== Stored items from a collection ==
::::

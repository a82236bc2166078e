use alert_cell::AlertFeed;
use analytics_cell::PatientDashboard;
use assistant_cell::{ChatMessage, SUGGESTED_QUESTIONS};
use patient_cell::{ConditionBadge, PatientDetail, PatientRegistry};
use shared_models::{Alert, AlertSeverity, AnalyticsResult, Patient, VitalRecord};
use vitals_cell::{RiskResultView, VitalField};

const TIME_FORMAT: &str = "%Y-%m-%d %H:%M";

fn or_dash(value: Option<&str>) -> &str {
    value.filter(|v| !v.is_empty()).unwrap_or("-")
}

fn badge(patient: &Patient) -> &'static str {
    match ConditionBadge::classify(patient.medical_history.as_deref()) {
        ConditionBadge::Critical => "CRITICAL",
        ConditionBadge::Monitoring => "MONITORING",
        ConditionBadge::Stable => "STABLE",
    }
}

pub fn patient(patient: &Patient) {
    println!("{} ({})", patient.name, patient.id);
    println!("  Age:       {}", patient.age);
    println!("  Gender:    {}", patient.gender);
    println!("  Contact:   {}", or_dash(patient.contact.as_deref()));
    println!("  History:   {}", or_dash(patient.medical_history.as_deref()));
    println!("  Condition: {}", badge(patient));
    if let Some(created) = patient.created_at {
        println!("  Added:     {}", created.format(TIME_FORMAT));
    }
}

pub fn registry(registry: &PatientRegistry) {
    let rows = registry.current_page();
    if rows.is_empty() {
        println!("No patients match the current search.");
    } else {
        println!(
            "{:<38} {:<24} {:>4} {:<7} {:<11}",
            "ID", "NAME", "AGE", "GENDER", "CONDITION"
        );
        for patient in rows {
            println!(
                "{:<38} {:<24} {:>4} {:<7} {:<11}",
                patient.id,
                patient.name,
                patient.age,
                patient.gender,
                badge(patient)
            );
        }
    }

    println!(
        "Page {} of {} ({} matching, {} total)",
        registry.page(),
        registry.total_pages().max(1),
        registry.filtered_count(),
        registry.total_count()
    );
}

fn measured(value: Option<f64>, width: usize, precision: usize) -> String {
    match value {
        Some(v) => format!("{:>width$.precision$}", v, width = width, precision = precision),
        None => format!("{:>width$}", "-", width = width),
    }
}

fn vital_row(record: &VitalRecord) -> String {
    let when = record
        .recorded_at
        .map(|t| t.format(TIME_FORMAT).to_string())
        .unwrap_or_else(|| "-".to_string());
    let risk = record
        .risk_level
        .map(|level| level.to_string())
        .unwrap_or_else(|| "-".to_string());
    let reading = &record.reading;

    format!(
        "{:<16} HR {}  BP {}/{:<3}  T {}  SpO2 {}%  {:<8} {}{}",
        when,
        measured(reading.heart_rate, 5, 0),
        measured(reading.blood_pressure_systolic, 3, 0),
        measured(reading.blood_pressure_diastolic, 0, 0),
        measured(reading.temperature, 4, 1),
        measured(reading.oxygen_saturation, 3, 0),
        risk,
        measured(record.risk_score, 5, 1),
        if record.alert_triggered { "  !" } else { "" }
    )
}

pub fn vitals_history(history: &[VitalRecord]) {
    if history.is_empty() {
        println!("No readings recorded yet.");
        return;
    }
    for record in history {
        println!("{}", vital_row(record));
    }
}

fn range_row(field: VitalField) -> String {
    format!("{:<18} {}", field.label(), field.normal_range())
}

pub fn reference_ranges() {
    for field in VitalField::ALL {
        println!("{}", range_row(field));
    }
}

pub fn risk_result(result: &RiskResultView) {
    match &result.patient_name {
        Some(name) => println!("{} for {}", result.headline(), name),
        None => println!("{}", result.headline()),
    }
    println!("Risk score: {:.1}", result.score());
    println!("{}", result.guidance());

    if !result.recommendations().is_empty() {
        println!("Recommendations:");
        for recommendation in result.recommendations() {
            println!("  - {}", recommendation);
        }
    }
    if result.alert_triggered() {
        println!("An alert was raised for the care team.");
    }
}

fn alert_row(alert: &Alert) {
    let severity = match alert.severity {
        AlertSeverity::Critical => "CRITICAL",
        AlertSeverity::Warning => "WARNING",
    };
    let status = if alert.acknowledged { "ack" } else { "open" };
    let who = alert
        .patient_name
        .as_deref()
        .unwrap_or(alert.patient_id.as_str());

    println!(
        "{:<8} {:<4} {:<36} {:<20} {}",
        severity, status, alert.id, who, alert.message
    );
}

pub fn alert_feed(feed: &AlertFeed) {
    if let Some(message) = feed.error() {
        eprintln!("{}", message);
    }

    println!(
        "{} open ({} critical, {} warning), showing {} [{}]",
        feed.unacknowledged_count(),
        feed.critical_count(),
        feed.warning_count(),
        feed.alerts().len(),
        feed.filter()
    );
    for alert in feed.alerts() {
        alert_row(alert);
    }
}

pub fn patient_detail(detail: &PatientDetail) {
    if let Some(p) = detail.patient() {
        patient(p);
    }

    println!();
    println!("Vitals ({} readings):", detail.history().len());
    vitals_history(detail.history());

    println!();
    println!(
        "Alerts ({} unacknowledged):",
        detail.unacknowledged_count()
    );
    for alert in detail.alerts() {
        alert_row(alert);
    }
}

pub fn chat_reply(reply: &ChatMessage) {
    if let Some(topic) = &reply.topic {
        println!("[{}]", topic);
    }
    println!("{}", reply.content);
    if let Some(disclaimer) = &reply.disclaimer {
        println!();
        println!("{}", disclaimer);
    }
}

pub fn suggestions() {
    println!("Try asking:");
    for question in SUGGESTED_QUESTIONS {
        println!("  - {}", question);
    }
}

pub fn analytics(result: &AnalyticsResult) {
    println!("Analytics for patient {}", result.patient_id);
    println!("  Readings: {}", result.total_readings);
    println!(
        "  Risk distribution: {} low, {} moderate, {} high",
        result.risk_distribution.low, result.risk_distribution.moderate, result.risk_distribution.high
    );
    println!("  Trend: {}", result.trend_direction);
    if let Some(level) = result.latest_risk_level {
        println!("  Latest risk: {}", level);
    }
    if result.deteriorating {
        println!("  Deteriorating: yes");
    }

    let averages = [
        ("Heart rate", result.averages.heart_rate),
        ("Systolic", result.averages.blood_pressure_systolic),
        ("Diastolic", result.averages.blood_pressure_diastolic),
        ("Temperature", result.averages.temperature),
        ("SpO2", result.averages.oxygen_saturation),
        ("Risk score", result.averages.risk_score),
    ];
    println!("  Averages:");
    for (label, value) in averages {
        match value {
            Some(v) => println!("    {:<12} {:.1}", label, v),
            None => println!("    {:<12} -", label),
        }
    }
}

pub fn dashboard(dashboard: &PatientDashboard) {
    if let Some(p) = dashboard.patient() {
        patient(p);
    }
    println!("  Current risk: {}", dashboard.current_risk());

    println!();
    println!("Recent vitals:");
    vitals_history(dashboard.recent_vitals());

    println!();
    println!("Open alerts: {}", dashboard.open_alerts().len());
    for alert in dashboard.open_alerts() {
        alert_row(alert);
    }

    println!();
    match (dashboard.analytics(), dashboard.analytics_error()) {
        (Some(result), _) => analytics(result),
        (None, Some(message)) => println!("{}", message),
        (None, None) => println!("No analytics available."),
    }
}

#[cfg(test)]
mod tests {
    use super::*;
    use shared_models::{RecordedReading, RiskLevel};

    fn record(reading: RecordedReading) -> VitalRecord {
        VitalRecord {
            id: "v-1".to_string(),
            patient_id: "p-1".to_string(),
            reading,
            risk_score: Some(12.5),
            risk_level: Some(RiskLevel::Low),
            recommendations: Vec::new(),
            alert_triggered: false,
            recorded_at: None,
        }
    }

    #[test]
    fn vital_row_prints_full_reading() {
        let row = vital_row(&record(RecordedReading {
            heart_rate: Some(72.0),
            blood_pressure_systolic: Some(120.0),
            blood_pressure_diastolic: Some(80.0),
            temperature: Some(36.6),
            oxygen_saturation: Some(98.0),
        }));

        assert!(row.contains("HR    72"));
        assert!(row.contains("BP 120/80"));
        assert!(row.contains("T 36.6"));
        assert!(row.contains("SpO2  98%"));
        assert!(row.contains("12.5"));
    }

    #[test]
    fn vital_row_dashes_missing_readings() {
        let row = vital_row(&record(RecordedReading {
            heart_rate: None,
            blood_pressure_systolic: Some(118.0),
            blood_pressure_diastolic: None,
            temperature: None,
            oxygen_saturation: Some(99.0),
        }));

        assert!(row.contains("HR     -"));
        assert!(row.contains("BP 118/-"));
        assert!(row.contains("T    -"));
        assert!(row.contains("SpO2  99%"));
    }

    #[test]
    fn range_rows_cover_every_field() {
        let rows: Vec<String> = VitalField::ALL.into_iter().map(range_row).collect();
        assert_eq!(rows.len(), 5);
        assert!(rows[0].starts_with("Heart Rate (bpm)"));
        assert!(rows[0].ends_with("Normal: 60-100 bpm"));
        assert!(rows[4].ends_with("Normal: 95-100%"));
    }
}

::::

What is needed is a copy of every line above in which "label" appears.

    format!("{:<18} {}", field.label(), field.normal_range())
    for (label, value) in averages {
            Some(v) => println!("    {:<12} {:.1}", label, v),
            None => println!("    {:<12} -", label),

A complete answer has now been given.